++++ Source material ++++
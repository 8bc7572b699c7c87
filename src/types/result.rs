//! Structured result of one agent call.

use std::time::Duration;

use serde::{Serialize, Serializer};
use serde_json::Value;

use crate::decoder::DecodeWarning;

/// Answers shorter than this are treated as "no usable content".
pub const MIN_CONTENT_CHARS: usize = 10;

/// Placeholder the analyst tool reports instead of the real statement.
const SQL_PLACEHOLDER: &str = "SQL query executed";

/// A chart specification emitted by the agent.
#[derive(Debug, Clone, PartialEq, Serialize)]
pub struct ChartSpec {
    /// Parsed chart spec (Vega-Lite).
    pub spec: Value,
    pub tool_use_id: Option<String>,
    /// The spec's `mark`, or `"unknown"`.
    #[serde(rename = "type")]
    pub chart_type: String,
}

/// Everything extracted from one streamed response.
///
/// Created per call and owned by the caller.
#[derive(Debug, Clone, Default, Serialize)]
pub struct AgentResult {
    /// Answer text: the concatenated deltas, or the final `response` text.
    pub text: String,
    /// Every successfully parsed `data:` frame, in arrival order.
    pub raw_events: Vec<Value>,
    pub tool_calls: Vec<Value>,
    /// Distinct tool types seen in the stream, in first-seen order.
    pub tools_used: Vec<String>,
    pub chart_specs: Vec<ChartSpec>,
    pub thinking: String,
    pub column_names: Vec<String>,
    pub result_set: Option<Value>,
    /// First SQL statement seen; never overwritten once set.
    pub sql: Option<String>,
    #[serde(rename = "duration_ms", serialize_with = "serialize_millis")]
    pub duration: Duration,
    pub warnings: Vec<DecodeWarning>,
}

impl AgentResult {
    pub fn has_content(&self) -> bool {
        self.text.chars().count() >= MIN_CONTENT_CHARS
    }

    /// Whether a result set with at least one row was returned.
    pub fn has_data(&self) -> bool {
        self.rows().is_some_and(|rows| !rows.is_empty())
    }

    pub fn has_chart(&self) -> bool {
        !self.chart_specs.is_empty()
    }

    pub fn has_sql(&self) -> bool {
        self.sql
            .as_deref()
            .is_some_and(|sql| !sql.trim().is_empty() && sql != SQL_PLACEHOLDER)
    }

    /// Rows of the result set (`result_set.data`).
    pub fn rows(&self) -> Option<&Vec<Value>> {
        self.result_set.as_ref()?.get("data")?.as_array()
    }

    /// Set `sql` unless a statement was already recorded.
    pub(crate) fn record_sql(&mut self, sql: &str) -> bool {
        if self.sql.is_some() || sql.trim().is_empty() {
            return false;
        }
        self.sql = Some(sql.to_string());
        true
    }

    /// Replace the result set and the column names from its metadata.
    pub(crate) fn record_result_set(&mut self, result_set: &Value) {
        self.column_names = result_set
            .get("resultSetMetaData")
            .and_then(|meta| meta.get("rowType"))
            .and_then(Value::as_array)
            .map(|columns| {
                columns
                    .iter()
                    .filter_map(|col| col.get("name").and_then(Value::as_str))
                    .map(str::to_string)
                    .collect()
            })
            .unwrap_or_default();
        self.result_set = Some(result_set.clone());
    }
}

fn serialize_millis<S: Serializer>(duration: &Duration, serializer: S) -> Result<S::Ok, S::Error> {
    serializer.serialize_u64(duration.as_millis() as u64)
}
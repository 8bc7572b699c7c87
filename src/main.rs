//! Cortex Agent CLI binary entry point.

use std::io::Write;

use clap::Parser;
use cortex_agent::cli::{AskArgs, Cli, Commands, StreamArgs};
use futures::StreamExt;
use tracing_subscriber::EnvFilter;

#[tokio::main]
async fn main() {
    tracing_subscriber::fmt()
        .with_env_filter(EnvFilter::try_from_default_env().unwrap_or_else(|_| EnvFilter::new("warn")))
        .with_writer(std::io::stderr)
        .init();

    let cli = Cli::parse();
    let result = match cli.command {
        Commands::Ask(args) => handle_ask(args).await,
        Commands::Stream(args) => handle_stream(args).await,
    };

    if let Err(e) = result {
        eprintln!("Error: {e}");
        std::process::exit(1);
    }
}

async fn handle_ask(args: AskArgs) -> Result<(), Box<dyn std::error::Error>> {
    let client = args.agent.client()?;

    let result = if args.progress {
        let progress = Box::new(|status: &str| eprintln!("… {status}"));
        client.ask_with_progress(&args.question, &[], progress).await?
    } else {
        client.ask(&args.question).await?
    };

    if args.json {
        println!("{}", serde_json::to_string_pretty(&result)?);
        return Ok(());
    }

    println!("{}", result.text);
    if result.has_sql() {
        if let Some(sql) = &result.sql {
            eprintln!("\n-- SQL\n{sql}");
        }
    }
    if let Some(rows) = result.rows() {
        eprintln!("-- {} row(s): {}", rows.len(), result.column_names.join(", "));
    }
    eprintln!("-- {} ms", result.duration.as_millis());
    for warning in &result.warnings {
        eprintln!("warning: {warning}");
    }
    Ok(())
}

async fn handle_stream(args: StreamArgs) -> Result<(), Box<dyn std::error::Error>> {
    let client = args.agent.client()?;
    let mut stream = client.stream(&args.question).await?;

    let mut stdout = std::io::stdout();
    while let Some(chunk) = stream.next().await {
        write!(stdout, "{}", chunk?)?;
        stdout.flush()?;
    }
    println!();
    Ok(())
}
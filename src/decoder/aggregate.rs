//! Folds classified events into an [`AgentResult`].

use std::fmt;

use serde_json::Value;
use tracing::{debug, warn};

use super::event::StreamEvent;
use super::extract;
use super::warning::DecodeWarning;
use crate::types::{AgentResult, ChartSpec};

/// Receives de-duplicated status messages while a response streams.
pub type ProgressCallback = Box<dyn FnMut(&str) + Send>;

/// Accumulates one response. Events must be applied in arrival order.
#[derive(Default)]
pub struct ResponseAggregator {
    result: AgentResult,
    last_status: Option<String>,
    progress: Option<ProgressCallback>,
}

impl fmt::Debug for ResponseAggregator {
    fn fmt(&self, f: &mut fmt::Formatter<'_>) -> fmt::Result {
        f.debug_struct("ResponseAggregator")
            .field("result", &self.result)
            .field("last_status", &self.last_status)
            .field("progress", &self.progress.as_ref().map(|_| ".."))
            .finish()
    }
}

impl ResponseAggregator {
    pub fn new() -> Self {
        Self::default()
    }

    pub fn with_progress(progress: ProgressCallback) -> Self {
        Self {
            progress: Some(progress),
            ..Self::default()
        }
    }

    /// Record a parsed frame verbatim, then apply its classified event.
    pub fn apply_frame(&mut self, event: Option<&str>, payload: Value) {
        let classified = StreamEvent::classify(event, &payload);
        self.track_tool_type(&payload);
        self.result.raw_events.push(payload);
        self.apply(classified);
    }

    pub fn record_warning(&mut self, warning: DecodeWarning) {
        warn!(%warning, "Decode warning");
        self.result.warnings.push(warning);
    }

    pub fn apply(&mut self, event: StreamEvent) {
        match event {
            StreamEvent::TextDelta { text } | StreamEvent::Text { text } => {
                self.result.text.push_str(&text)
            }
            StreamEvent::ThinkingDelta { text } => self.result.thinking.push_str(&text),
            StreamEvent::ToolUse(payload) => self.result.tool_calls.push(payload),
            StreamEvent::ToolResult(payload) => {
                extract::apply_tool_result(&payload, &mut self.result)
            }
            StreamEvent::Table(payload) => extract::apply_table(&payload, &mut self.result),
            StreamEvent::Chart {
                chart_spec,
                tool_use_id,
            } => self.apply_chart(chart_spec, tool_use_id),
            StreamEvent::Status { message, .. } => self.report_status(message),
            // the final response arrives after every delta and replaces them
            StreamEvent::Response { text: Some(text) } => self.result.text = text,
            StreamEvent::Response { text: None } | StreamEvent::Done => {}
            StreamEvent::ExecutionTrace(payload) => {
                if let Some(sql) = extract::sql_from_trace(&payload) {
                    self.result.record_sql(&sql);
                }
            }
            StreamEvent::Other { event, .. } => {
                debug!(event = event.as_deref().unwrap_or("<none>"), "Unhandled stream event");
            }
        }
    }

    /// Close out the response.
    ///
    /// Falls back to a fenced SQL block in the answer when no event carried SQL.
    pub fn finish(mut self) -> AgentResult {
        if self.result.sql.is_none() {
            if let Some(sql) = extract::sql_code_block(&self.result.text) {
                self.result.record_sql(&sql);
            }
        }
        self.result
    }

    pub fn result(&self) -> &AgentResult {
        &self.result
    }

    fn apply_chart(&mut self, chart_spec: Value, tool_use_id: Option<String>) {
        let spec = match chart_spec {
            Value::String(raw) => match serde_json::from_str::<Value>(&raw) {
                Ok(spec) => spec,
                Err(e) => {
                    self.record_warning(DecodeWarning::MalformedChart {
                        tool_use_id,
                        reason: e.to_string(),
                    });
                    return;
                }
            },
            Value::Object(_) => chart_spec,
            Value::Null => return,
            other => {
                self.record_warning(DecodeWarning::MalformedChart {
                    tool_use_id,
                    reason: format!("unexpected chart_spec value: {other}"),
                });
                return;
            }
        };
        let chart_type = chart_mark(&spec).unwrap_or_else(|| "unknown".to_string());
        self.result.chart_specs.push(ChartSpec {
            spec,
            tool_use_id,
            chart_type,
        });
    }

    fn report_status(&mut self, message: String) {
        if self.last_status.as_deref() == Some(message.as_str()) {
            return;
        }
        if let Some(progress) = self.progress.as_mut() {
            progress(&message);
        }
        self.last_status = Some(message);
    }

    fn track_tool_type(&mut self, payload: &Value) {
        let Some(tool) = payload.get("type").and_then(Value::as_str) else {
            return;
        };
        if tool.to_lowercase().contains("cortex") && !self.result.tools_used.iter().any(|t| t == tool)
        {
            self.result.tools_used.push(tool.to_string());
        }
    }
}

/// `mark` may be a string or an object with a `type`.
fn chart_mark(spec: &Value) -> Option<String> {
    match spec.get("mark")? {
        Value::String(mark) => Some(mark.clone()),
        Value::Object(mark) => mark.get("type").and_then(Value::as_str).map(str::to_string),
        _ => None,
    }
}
++++
## Task:
Every line from the start of the material above through the line that contains "by the agent." must be written out exactly, with both ends included.

## Result for this exercise:
repository 8bc7572b699c7c87
filename src/types/result.rs
//! Structured result of one agent call.

use std::time::Duration;

use serde::{Serialize, Serializer};
use serde_json::Value;

use crate::decoder::DecodeWarning;

/// Answers shorter than this are treated as "no usable content".
pub const MIN_CONTENT_CHARS: usize = 10;

/// Placeholder the analyst tool reports instead of the real statement.
const SQL_PLACEHOLDER: &str = "SQL query executed";

/// A chart specification emitted by the agent.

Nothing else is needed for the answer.